====== DATASET ======

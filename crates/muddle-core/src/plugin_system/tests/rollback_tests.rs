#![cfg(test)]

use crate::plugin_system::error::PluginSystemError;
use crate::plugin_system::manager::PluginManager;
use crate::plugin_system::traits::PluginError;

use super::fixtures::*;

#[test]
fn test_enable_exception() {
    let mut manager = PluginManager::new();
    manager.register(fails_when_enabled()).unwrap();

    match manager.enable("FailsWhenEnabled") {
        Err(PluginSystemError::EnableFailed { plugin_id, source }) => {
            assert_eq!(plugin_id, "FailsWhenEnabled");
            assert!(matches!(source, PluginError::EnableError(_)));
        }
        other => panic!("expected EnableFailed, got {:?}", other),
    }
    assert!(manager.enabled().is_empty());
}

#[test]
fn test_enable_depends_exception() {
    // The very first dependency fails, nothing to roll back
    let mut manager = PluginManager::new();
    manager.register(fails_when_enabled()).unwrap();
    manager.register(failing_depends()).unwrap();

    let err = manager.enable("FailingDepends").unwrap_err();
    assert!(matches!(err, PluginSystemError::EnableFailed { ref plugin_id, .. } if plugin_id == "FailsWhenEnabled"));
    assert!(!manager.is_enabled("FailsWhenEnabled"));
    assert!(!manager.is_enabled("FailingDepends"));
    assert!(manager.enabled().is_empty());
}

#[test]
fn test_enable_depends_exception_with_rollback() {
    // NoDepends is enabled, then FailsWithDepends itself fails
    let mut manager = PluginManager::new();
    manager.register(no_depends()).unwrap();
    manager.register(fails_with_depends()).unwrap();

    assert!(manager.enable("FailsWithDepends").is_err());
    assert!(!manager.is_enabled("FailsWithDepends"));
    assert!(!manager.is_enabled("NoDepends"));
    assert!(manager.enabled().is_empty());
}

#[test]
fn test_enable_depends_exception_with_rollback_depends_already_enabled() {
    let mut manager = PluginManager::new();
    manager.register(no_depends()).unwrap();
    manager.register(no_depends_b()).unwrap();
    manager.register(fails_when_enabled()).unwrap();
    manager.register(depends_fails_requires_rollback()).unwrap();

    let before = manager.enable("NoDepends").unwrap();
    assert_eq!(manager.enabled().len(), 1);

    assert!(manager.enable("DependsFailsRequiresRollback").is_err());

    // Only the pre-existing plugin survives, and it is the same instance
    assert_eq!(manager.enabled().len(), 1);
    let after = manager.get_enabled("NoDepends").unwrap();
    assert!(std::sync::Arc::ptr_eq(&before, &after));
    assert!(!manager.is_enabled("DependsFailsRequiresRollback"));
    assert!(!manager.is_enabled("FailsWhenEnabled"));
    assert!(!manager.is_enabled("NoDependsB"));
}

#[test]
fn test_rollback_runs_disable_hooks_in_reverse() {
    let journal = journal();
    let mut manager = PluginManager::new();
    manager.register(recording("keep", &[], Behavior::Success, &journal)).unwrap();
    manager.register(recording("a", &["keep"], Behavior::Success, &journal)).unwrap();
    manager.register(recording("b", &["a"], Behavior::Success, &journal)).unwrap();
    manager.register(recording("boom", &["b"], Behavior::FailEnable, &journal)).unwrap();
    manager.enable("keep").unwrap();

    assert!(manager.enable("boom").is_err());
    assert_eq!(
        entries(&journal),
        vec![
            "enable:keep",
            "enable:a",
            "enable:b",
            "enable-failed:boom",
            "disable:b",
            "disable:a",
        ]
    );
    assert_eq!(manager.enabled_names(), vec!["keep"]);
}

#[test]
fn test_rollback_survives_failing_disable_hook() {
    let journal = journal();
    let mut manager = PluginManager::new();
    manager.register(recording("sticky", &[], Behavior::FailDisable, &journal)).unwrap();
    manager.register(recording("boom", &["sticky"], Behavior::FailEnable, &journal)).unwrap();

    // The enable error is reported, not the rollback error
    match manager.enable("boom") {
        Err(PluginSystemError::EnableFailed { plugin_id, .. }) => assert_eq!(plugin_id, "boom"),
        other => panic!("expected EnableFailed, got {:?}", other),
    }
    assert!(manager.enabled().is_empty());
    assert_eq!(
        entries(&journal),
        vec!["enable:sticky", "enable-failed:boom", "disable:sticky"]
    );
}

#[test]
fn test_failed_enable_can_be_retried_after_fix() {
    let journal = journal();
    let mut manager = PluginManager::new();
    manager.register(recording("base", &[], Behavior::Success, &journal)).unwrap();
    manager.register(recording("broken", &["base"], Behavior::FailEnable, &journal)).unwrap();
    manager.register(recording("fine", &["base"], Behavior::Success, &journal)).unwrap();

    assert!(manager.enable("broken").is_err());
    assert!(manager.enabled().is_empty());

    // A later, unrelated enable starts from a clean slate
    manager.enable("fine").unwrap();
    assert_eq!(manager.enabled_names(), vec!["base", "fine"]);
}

======
====== DATASET ======

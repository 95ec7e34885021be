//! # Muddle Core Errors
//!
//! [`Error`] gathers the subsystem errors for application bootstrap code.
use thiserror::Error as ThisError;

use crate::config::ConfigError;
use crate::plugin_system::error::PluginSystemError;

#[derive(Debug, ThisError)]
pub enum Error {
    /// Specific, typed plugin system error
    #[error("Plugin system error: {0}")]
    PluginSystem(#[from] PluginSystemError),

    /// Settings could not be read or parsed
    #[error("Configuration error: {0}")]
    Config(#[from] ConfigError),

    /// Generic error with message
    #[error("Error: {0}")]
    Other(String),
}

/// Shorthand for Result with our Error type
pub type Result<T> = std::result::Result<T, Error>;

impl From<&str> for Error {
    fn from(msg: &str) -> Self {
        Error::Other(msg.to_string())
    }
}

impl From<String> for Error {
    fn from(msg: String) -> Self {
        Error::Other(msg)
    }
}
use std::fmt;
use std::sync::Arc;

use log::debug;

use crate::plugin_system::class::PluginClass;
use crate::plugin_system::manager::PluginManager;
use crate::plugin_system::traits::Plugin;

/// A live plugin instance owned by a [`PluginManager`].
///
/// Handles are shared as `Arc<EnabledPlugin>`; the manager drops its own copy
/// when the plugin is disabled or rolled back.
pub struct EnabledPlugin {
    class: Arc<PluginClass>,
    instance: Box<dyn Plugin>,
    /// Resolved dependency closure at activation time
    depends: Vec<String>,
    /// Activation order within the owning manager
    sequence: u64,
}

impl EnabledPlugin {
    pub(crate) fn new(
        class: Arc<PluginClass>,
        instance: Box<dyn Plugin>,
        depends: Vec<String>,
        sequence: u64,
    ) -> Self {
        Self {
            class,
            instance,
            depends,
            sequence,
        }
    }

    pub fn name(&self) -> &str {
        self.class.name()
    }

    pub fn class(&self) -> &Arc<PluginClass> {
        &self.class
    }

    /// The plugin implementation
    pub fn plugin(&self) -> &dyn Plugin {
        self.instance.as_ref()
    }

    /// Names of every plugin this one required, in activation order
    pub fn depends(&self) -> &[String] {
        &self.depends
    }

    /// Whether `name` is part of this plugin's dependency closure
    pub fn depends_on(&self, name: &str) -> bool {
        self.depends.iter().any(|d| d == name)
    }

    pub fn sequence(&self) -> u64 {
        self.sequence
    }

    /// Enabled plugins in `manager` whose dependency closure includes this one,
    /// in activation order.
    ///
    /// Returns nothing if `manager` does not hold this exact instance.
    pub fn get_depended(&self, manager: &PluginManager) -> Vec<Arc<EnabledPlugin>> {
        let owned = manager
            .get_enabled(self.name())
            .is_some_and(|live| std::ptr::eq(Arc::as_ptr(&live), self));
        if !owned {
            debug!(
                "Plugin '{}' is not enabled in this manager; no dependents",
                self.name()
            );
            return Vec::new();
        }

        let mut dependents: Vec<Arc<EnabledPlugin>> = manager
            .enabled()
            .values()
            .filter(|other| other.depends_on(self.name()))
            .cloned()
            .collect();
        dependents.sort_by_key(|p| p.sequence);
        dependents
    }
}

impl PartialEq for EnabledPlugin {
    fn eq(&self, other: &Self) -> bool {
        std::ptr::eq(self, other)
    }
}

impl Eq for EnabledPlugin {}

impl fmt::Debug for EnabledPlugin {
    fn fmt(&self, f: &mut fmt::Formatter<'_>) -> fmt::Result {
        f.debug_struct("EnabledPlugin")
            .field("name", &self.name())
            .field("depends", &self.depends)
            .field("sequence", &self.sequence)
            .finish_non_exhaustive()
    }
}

======

Copy each line of the listing that carries the string "Result".

REPLY TO THE TASK:
/// Shorthand for Result with our Error type
pub type Result<T> = std::result::Result<T, Error>;
    fn fmt(&self, f: &mut fmt::Formatter<'_>) -> fmt::Result {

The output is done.